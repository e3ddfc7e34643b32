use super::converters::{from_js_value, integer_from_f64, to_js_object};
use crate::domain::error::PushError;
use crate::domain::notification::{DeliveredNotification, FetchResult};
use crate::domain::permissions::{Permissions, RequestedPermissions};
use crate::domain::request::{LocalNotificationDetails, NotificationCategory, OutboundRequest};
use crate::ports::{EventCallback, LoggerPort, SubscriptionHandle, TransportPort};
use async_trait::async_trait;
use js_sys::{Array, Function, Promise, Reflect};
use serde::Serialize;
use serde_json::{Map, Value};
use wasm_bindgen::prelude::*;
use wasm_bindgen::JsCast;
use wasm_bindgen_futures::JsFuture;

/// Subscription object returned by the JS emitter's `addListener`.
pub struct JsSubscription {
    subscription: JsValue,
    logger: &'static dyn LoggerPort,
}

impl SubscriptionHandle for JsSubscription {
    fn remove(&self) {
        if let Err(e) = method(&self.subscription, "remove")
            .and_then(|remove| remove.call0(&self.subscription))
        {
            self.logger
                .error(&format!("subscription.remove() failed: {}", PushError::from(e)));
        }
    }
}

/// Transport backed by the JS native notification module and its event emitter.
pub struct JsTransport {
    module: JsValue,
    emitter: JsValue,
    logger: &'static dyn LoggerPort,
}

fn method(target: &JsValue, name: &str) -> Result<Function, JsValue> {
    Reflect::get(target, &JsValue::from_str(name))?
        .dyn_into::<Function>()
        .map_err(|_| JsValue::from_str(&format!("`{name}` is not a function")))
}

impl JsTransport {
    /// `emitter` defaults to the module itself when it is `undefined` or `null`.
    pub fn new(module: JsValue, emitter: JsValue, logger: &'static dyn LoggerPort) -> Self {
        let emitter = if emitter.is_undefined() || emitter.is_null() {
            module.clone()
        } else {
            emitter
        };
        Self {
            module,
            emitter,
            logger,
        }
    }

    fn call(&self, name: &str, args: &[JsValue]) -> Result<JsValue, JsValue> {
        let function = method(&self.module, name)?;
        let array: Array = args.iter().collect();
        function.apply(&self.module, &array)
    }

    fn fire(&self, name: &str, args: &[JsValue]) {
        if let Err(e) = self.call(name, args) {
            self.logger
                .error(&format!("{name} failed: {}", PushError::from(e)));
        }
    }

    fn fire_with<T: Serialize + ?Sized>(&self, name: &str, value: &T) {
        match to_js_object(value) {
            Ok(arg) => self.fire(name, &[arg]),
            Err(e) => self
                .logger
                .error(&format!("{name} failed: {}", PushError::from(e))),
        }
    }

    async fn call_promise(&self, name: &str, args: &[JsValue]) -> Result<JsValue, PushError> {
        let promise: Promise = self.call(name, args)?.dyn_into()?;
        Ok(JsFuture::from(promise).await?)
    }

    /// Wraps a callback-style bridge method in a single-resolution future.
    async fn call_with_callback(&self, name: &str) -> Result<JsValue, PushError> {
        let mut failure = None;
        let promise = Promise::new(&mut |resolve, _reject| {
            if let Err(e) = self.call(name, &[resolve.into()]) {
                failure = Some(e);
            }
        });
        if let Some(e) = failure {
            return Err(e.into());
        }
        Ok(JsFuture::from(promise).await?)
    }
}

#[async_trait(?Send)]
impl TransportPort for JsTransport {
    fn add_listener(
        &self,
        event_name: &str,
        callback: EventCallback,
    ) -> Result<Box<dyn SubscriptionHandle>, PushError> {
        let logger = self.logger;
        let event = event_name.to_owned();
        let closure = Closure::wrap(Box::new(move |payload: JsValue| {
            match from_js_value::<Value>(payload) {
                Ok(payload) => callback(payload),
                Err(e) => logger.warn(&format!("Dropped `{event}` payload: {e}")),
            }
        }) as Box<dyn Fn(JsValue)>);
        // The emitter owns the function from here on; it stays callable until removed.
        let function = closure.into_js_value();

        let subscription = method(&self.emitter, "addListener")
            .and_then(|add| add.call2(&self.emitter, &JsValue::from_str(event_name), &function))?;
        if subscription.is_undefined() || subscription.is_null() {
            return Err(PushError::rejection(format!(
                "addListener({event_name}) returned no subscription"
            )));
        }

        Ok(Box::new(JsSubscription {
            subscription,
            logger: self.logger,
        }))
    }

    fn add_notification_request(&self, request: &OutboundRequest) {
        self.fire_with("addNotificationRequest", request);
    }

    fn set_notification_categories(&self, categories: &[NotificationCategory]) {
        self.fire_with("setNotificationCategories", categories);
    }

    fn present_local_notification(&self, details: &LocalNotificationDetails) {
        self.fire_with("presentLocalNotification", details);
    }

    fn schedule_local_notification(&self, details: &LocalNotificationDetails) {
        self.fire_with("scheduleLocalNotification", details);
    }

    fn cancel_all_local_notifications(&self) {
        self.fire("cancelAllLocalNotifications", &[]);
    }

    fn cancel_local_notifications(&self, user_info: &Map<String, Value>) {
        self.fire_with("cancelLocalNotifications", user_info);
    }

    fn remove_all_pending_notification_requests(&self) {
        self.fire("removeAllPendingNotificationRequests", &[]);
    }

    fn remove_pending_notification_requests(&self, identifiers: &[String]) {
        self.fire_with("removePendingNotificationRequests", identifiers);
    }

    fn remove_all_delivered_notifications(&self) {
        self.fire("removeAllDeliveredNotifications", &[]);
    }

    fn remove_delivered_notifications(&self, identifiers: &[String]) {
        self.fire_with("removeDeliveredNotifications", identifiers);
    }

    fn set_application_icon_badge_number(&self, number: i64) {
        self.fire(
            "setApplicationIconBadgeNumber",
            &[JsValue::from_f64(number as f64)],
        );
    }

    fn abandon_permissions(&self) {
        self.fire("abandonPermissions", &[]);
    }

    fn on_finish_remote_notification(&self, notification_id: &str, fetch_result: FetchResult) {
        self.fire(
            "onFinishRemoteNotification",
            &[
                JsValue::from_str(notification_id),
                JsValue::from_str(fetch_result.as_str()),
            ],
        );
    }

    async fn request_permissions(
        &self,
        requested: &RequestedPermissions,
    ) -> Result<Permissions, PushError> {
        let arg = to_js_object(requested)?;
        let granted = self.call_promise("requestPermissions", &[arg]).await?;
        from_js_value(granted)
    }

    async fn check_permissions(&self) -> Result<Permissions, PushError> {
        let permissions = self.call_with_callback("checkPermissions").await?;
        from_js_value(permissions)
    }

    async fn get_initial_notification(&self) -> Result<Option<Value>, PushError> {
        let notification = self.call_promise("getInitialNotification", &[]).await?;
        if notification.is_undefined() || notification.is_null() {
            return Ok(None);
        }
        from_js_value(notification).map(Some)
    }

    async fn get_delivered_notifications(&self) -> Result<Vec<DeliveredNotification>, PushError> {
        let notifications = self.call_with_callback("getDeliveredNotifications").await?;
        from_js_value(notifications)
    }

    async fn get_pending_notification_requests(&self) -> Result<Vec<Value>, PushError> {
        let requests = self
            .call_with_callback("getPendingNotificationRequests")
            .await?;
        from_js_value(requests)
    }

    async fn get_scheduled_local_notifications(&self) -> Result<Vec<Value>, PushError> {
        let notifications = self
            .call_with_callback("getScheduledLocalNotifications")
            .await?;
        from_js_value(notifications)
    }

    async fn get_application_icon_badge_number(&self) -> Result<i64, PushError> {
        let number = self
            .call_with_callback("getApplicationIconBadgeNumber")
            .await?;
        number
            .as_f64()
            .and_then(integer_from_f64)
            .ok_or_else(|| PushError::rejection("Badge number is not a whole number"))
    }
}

# Assigned task
Using only the data above, copy out the lines that include the word "FetchResult".

# Solution for this task
use crate::domain::notification::{DeliveredNotification, FetchResult};
    fn on_finish_remote_notification(&self, notification_id: &str, fetch_result: FetchResult) {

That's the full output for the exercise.